_Records for processing_
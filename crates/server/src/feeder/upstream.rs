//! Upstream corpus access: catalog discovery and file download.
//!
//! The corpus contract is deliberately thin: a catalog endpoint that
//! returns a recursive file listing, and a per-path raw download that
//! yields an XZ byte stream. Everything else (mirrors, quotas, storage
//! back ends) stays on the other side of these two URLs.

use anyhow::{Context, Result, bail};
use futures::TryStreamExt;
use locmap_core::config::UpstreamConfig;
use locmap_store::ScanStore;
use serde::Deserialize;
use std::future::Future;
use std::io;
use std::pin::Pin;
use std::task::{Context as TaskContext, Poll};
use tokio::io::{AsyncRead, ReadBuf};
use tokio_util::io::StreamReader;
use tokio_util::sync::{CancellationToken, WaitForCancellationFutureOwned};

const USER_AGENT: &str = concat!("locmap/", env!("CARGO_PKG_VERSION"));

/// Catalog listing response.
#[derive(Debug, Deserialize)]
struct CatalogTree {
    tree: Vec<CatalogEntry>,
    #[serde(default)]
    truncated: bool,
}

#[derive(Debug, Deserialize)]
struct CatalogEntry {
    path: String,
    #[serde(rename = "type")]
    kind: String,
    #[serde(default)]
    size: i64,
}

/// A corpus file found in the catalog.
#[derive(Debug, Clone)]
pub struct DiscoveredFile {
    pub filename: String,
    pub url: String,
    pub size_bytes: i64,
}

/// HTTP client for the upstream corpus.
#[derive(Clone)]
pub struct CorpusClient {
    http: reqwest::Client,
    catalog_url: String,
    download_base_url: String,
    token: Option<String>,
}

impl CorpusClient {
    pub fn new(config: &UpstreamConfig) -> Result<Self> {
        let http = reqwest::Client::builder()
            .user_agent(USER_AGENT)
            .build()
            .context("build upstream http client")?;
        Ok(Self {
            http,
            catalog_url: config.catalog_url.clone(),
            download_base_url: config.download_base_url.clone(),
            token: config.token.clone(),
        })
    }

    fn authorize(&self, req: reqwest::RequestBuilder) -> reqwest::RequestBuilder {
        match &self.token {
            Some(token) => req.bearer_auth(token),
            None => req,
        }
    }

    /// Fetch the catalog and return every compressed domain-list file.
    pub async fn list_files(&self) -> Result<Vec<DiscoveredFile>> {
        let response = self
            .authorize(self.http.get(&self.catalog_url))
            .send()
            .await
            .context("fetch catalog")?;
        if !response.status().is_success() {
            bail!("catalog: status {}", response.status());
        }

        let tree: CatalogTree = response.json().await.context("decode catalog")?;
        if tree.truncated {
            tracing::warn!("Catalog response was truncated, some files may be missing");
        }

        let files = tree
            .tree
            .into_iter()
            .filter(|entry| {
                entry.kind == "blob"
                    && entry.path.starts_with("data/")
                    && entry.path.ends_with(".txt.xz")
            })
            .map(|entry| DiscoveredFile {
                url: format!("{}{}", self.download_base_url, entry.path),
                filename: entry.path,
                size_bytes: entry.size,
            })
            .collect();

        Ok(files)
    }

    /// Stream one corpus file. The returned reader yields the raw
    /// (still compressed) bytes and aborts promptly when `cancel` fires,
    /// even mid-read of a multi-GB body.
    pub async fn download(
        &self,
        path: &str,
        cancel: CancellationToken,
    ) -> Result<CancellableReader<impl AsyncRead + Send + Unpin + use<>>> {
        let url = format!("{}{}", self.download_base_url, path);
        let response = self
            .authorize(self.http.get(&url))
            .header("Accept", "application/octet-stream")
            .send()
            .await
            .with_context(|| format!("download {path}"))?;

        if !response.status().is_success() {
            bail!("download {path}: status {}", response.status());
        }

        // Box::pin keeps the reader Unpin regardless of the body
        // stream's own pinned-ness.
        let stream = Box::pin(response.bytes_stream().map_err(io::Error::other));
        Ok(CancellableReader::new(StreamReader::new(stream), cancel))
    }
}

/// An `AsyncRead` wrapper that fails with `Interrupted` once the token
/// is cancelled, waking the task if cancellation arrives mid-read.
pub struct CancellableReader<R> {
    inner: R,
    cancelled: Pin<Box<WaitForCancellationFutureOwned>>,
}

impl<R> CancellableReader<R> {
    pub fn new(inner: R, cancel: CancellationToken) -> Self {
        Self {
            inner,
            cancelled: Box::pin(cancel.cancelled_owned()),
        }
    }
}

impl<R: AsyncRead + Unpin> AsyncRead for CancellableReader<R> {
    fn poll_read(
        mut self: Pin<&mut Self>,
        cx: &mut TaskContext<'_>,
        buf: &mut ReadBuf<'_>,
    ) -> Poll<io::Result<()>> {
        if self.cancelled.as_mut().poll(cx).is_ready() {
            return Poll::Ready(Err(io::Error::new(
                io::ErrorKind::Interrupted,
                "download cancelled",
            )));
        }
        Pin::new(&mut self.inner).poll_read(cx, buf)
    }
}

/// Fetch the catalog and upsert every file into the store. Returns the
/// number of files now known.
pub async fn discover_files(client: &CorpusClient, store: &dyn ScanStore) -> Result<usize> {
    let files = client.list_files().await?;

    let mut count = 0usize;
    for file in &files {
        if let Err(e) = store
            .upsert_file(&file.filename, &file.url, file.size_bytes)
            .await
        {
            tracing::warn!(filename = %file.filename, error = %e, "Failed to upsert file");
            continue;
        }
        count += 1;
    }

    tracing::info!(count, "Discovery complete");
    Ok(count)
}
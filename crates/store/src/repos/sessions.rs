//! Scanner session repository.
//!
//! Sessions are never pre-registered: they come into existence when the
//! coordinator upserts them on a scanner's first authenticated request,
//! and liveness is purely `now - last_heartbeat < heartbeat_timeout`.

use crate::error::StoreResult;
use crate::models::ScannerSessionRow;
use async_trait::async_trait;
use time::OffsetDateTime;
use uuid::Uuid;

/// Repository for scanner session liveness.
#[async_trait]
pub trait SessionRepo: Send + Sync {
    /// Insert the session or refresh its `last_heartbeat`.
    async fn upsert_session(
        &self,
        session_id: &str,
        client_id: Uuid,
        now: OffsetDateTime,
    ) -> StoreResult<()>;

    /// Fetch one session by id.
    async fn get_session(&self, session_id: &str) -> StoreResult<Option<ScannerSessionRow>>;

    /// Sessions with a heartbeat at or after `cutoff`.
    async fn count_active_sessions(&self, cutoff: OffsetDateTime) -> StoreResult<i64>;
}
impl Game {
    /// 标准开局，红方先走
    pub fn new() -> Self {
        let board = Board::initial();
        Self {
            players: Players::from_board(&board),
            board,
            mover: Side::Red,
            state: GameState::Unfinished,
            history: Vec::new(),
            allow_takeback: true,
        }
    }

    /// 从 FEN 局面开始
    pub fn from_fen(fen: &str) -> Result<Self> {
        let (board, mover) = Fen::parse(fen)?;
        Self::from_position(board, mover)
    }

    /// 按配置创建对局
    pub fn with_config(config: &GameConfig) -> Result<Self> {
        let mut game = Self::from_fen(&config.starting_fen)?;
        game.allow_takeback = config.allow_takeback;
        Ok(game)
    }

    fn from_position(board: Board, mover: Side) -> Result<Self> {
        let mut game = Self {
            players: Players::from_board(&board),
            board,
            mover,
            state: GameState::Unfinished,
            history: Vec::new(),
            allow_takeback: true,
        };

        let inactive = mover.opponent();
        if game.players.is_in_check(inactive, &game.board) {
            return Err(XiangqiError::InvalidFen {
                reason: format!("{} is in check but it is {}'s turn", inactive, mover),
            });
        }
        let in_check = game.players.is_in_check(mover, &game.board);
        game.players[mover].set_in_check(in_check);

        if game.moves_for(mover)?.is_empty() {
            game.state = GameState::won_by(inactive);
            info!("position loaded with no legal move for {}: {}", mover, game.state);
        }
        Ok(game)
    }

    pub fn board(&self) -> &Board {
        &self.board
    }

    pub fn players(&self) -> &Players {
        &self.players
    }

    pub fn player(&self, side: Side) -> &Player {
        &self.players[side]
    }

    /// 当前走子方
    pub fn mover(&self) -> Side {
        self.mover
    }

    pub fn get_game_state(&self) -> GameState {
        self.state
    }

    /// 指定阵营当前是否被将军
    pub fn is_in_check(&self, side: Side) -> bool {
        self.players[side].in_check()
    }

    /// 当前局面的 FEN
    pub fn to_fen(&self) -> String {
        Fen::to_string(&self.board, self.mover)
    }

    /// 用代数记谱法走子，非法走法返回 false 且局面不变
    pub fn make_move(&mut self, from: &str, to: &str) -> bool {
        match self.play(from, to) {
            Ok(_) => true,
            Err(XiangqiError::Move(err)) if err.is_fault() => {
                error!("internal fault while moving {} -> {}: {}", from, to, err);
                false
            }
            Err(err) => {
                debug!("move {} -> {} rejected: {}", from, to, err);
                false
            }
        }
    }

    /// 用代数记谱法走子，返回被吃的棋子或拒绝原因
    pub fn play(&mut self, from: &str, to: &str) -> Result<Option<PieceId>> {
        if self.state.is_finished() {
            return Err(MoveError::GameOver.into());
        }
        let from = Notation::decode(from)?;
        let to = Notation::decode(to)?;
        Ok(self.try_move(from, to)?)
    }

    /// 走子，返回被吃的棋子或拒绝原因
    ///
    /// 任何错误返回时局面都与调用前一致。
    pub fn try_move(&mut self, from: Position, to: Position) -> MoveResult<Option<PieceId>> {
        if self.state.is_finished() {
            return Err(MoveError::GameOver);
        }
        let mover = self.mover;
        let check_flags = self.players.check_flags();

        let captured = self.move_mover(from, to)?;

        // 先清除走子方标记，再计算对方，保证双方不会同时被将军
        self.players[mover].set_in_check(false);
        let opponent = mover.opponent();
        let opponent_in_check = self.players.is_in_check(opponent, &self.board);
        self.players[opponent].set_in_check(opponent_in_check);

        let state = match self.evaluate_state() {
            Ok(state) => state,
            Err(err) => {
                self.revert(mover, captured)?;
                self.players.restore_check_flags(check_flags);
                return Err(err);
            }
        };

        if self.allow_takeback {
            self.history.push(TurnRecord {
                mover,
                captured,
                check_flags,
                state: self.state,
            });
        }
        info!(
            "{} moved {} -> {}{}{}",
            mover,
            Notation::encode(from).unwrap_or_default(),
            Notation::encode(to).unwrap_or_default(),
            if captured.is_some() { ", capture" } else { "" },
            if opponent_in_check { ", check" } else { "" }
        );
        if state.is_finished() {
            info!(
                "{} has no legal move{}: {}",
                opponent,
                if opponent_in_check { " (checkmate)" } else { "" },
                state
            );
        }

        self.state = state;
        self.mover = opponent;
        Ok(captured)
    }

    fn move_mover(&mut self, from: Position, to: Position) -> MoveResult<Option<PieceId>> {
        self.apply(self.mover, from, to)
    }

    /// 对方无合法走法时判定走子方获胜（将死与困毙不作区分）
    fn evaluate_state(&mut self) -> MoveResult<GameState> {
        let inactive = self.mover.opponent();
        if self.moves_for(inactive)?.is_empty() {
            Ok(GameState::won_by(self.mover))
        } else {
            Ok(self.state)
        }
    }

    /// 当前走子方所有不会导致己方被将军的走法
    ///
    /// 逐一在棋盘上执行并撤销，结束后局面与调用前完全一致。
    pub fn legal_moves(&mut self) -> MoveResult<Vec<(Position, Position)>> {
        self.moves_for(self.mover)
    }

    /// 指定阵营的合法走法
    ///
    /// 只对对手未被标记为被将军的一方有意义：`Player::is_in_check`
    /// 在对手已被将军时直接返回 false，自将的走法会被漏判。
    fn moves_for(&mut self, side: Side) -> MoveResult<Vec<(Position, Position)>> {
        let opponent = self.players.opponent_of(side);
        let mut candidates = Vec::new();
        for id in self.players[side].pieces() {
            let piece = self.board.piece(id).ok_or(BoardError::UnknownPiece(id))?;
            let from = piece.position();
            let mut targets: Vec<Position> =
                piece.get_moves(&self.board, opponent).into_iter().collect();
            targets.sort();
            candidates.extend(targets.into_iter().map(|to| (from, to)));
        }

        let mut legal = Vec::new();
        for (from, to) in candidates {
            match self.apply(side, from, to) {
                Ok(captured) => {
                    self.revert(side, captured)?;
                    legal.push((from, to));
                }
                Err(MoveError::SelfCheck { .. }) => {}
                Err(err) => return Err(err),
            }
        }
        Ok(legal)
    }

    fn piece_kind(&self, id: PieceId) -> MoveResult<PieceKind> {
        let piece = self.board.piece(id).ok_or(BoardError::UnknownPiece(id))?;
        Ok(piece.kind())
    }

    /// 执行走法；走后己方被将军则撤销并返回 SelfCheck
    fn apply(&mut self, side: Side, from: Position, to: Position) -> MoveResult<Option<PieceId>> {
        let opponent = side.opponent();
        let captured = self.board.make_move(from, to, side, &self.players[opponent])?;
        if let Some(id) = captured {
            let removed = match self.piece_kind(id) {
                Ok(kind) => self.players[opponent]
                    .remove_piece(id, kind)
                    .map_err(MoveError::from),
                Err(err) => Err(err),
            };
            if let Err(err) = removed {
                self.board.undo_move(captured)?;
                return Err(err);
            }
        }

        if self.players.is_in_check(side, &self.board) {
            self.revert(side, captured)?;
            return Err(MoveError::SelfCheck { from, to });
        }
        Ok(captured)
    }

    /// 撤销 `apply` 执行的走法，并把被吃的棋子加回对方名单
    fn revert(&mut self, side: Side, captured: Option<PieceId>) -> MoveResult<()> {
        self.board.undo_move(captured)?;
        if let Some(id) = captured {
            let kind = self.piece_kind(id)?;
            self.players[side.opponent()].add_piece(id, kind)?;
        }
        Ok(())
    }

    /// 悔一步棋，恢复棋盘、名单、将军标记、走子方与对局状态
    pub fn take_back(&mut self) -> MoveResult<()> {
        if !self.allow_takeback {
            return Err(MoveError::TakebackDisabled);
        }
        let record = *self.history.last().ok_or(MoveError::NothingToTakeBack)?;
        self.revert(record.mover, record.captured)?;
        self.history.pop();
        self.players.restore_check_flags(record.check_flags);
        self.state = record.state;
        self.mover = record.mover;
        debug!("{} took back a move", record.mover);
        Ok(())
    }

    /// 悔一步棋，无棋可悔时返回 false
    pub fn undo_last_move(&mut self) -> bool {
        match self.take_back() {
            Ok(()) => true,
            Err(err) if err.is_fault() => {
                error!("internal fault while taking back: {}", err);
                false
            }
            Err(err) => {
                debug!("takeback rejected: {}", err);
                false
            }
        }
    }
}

_Task directions_
Nothing should appear in the answer except the lines above from the line with "let mover = self.mover;" through the line with "let opponent = mover.opponent();", both included, written out exactly.

_Expected answer_
        let mover = self.mover;
        let check_flags = self.players.check_flags();

        let captured = self.move_mover(from, to)?;

        // 先清除走子方标记，再计算对方，保证双方不会同时被将军
        self.players[mover].set_in_check(false);
        let opponent = mover.opponent();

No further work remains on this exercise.